19:00 – 21:30, Amherst Cinema:
Film Screening, introduced by Johanna Yunker, UMass Amherst

Midnight Revue
(Revue um Mitternacht. GDR, 1962, dir. Gottfried Kolditz, color, 104 min., EN ST)
This musical comedy revolves around the attempts of an inexperienced producer to create a musical revue film. With clever references to Hollywood revue films, it exemplifies a push to compete with the West’s biggest studio and make box-office hits that would bring in revenue and appeal to GDR audiences.

Friday, June 29

14:00 – 16:30, SC E470, UMass:
Lecture & Film Screenings, introduced by Johanna Yunker, UMass Amherst

Music, Modernity and International Solidarity
Issues of race underpinned not only the critical discourse on “authentic” jazz forms, but also works by GDR composers that addressed the global south: Paul Dessau wrote a requiem for the assassinated Congolese leader Patrice Lumumba in 1961; Dessau and Reiner Bredemeyer composed music in the later 1960s for documentaries about Vietnam and Africa made by Heynowski and Scheumann; and Ernst Hermann Meyer premiered an opera about an interracial relationship in South Africa in 1973. Interestingly, the conspicuous lack of musical “exoticism” (e.g., using timbres or melodies from Africa) suggests that these composers positioned the Congo and Vietnam as part of the Eastern Bloc in the global Cold War, as opposed to as an exotic “Other.”

Uschi Brüning
(GDR Magazine 1972/25 – #1, GDR, 1972, 8 min., color, doc.)
Famous GDR jazz singer Brüning works on her new record.

Monolog for a Taxi Driver
(Monolog für einen Taxifahrer, GDR, 1962, dir. Günter Stahnke, b/w, TV, 37 min., EN ST)
An East Berlin taxi driver’s shift on Christmas Eve turns into a reflection on life, society, and his strained relationship with his wife. This short film features a surprisingly modern jazz score by Karl-Ernst Sasse.

400cm3
(GDR, 1966, dir. Walter Heynowski, b/w, 6 min., doc., EN ST)
Walter Heynowski links East German blood donors to the Vietnamese people who receive this precious gift in a series of intercut images set to original choral music by Paul Dessau.

Paul Dessau
(GDR, 1968, dir. Richard Cohn-Vossen, b/w, 32 min. doc., EN ST)
A portrait of prominent GDR composer Paul Dessau during rehearsals of his orchestral work entitled Bach Variations. Dessau speaks up against the oversimplification of music.
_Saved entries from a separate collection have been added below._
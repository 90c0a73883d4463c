//! Personalised per-category notifications.

use std::time::Duration;

use chrono::{DateTime, Utc};
use city_pulse_report_models::Report;
use city_pulse_signal_models::{Notification, UserPreferences};
use futures::future::join_all;

use crate::assemble::summarize_with_deadline;
use crate::capability::Summarizer;
use crate::grouping::group_by_category;

fn matches(preferences: &UserPreferences, report: &Report) -> bool {
    let location_ok = preferences.locations.is_empty()
        || preferences
            .locations
            .iter()
            .any(|l| l == report.location_key());
    let tag_ok = preferences.tags.is_empty()
        || preferences.tags.iter().any(|t| t == report.category_key());
    location_ok && tag_ok
}

/// Produces one notification per category among the reports that match
/// the user's preferences.
pub async fn generate_notifications(
    reports: &[Report],
    preferences: &UserPreferences,
    summarizer: &dyn Summarizer,
    deadline: Option<Duration>,
    now: DateTime<Utc>,
) -> Vec<Notification> {
    let groups = group_by_category(reports.iter().filter(|r| matches(preferences, r)));
    if groups.is_empty() {
        log::debug!("No reports match notification preferences");
        return Vec::new();
    }

    let texts: Vec<String> = groups
        .iter()
        .map(|(_, members)| {
            members
                .iter()
                .map(|r| r.description.as_str())
                .collect::<Vec<_>>()
                .join(" ")
        })
        .collect();

    let responses = join_all(groups.iter().zip(&texts).map(|((tag, _), text)| {
        summarize_with_deadline(summarizer, text, Some(tag), None, deadline)
    }))
    .await;

    groups
        .into_iter()
        .zip(responses)
        .map(|((tag, _), response)| {
            let message = match response {
                Ok(response) => response.usable_summary().map(str::to_string),
                Err(e) => {
                    log::warn!("Summarizer failed for notification {tag}: {e}");
                    None
                }
            }
            .unwrap_or_else(|| format!("Recent activity for {tag}"));

            Notification {
                title: format!("Update: {tag}"),
                message,
                timestamp: now,
                kind: tag,
            }
        })
        .collect()
}

#[cfg(test)]
mod tests {
    use city_pulse_signal_models::SummaryResponse;

    use crate::capability::SummarizerError;

    use super::*;

    fn now() -> DateTime<Utc> {
        DateTime::from_timestamp(1_720_519_200, 0).unwrap()
    }

    struct TagSummarizer;

    #[async_trait::async_trait]
    impl Summarizer for TagSummarizer {
        async fn summarize(
            &self,
            _text: &str,
            category: Option<&str>,
            _area: Option<&str>,
        ) -> Result<SummaryResponse, SummarizerError> {
            match category {
                Some("Traffic") => Ok(SummaryResponse {
                    summary: Some("Roads are jammed".to_string()),
                    ..SummaryResponse::default()
                }),
                _ => Err(SummarizerError::InvalidResponse {
                    message: "not json".to_string(),
                }),
            }
        }
    }

    fn sample() -> Vec<Report> {
        vec![
            Report::new("1", "jam").with_location("Delhi").with_ai_tag("Traffic"),
            Report::new("2", "cut").with_location("Delhi").with_ai_tag("Power"),
            Report::new("3", "jam").with_location("Pune").with_ai_tag("Traffic"),
        ]
    }

    #[tokio::test]
    async fn empty_preferences_match_everything() {
        let notifications = generate_notifications(
            &sample(),
            &UserPreferences::default(),
            &TagSummarizer,
            None,
            now(),
        )
        .await;

        assert_eq!(notifications.len(), 2);
        assert_eq!(notifications[0].title, "Update: Traffic");
        assert_eq!(notifications[0].message, "Roads are jammed");
        assert_eq!(notifications[1].kind, "Power");
        assert_eq!(notifications[1].message, "Recent activity for Power");
    }

    #[tokio::test]
    async fn filters_by_location_and_tag() {
        let preferences = UserPreferences {
            locations: vec!["Pune".to_string()],
            tags: vec!["Traffic".to_string()],
        };
        let notifications =
            generate_notifications(&sample(), &preferences, &TagSummarizer, None, now()).await;
        assert_eq!(notifications.len(), 1);
        assert_eq!(notifications[0].kind, "Traffic");
    }

    #[tokio::test]
    async fn nothing_matching_yields_nothing() {
        let preferences = UserPreferences {
            locations: vec!["Agra".to_string()],
            tags: Vec::new(),
        };
        let notifications =
            generate_notifications(&sample(), &preferences, &TagSummarizer, None, now()).await;
        assert!(notifications.is_empty());
    }
}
Against Idiocy in Music – Hanns Eisler
(Komm ins Offene Freund! Oder gegen die Dummheit in der Musik, GDR, 1989, dir. Andrea Ritterbusch, b/w, 23 min., doc., EN ST)
In this portrait of one of East Germany’s most renowned composers, Hanns Eisler speaks about his difficulties with socialist cultural policies, including the ban of his opera Johannes Faust. By one of the few female GDR directors represented in the program.

Suite
(GDR, 1981 Heinz Nagel, 6 min., color, anim.)
An animated interpretation of Suite No. 4 by the Bayon musical ensemble, whose works blend Khmer pentatonic music with classical, jazz and rock elements. Bayon contributed a song to The Lives of Others (2006).


WEEK III

Monday, July 2

14:00 – 16:30, ILC S240, UMass:
Lecture & Film Screening, introduced by Joy H. Calico, Vanderbilt University

Opera on Film, DEFA Style
This lecture considers what happens to “opera” in the translation from live performance to fixed media in the context of East German DEFA films. Two opera films represent different approaches to putting opera on screen: Joachim Herz’s film adaptation of Richard Wagner’s opera The Flying Dutchman translates a famous and much-beloved canonical opera from stage to cinema, while Fetzers Escape, with libretto by Günter Kunert and music by Kurt Schwaen, was a newly composed work designed specifically for television. East German contributions to film opera are important because opera staging in the GDR was an art form unto itself, representing the beginnings of Regieoper—a style of directing that was perhaps one of the GDR’s most important and impactful musical legacies in the field of film opera.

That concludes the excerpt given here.